Что я здесь видел на каждом шагу? Против кого протестовал, над кем смеялся? И все от страха… Из-за своей трусости люди готовы отречься от всего. Кое-что за свой недолгий век они, может быть, и успевают нажить, но как они, бедолаги, вкалывают, мучаются, маются, каких только не натерпятся страхов. Разве так надо жить, спрашиваю я тебя, разве так? Нет, я здесь ничего значительного не вижу, а если в твоей жизни ничего значительного нет, скажи мне… ты парень ученый, ты не я, меня легко унизить и высмеять, что я понимаю… только сердцем чую: так я должен вести себя, так должен жить; как будто есть у меня тайный советчик, который отгоняет от моей головы тучи.
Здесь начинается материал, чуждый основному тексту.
//! # Content Hashing & Chunking
//!
//! Uses BLAKE3 for fast, cryptographically secure content hashing. BLAKE3 is
//! significantly faster than SHA-256 (especially with SIMD), making it ideal
//! for hashing large backup sets where thousands of files need deduplication.
//!
//! Files are split into fixed-size blocks (see spec.md §3); each block's hash
//! is used as the content-addressable key in the dblock volumes, and the
//! whole-file hash is retained on the blockset for quick integrity checks.

use crate::error::{CoreError, Result};
use std::fs::File;
use std::io::Read;
use std::path::Path;

/// Size of the read buffer for streaming hash computation (64 KiB).
const BUF_SIZE: usize = 64 * 1024;

/// A single chunk read from a file during backup: position, bytes, and hash.
pub struct Chunk {
    pub ordinal: i64,
    pub data: Vec<u8>,
    pub hash: String,
}

/// Splits a file into fixed-size chunks, hashing each as it is read.
///
/// The final chunk may be shorter than `blocksize`; every earlier chunk is
/// exactly `blocksize` bytes, satisfying the blockset length invariant (P2).
pub fn chunk_file(path: &Path, blocksize: u64) -> Result<Vec<Chunk>> {
    let mut file = File::open(path)?;
    let blocksize = blocksize.max(1) as usize;
    let mut chunks = Vec::new();
    let mut buf = vec![0u8; blocksize];
    let mut ordinal = 0i64;

    loop {
        let mut filled = 0;
        while filled < blocksize {
            let n = file.read(&mut buf[filled..])?;
            if n == 0 {
                break;
            }
            filled += n;
        }
        if filled == 0 {
            break;
        }
        let data = buf[..filled].to_vec();
        let hash = hash_bytes(&data);
        chunks.push(Chunk {
            ordinal,
            data,
            hash,
        });
        ordinal += 1;
        if filled < blocksize {
            break;
        }
    }

    Ok(chunks)
}

/// Computes the BLAKE3 hash of a file's entire contents, returning a hex string.
///
/// Uses streaming reads to handle arbitrarily large files without loading
/// the entire contents into memory.
pub fn hash_file(path: &Path) -> Result<String> {
    let mut file = File::open(path)?;

    let mut hasher = blake3::Hasher::new();
    let mut buf = vec![0u8; BUF_SIZE];

    loop {
        let bytes_read = file.read(&mut buf).map_err(CoreError::Io)?;
        if bytes_read == 0 {
            break;
        }
        hasher.update(&buf[..bytes_read]);
    }

    Ok(hasher.finalize().to_hex().to_string())
}

/// Computes the BLAKE3 hash of in-memory data.
pub fn hash_bytes(data: &[u8]) -> String {
    blake3::hash(data).to_hex().to_string()
}

/// Returns the first `n` characters of a hash for display purposes.
pub fn short_hash(hash: &str, n: usize) -> &str {
    &hash[..n.min(hash.len())]
}

/// Splits a hash into a 2-char prefix and remaining suffix for directory sharding.
///
/// Content-addressable stores use this to avoid placing millions of files in a
/// single directory, which degrades filesystem performance on ext4/NTFS.
pub fn shard_path(hash: &str) -> (&str, &str) {
    hash.split_at(2.min(hash.len()))
}

#[cfg(test)]
mod tests {
    use super::*;
    use std::io::Write;

    fn scratch_file(name: &str, contents: &[u8]) -> std::path::PathBuf {
        let dir = std::env::temp_dir().join(format!("repocore-test-{name}"));
        std::fs::create_dir_all(&dir).unwrap();
        let path = dir.join("data.bin");
        let mut f = File::create(&path).unwrap();
        f.write_all(contents).unwrap();
        path
    }

    #[test]
    fn hash_deterministic() {
        let path = scratch_file("hash-det", b"hello world");
        let h1 = hash_file(&path).unwrap();
        let h2 = hash_file(&path).unwrap();
        assert_eq!(h1, h2);
    }

    #[test]
    fn hash_bytes_different_inputs() {
        assert_ne!(hash_bytes(b"data A"), hash_bytes(b"data B"));
    }

    #[test]
    fn shard_split() {
        let (prefix, suffix) = shard_path("a1b2c3d4e5f6");
        assert_eq!(prefix, "a1");
        assert_eq!(suffix, "b2c3d4e5f6");
    }

    #[test]
    fn chunking_produces_exact_blocksize_prefix_and_short_tail() {
        let data = vec![7u8; 250];
        let path = scratch_file("chunk-tail", &data);
        let chunks = chunk_file(&path, 100).unwrap();
        assert_eq!(chunks.len(), 3);
        assert_eq!(chunks[0].data.len(), 100);
        assert_eq!(chunks[1].data.len(), 100);
        assert_eq!(chunks[2].data.len(), 50);
        assert_eq!(chunks[0].ordinal, 0);
        assert_eq!(chunks[2].ordinal, 2);
    }

    #[test]
    fn chunking_exact_multiple_has_no_extra_empty_tail() {
        let data = vec![1u8; 200];
        let path = scratch_file("chunk-exact", &data);
        let chunks = chunk_file(&path, 100).unwrap();
        assert_eq!(chunks.len(), 2);
        assert!(chunks.iter().all(|c| c.data.len() == 100));
    }

    #[test]
    fn chunking_empty_file_has_no_chunks() {
        let path = scratch_file("chunk-empty", b"");
        let chunks = chunk_file(&path, 100).unwrap();
        assert!(chunks.is_empty());
    }
}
Видел я и светлые мгновения, ах, какие светлые! Но ты мне на вопрос не ответил. Отвечай, если можешь, отвечай.

Ты вот смотришь на меня, и лицо твое сереет и делается, как камень, и испуг, похоже, сквозит в твоем взгляде, и ты, наверное, боишься, что я хочу взвалить на твои плечи слишком тяжелую ношу. Побольше смелости, сын мой. Иначе споткнешься, будешь ползти на четвереньках, дрожать, как осиновый лист, и никто не поможет тебе, если ты себе не поможешь.

Не смотри на меня, как на сумасшедшего, нет, я не буду произносить своего последнего слова, от него тебя, наверное, бросило бы в дрожь, ты слишком дорог мне, наконец. Я и сам не был таким, как хотел, и я от тебя не требую, чтобы ты поставил надгробный памятник в моем изголовье, я только еще раз тебе повторяю: побольше смелости!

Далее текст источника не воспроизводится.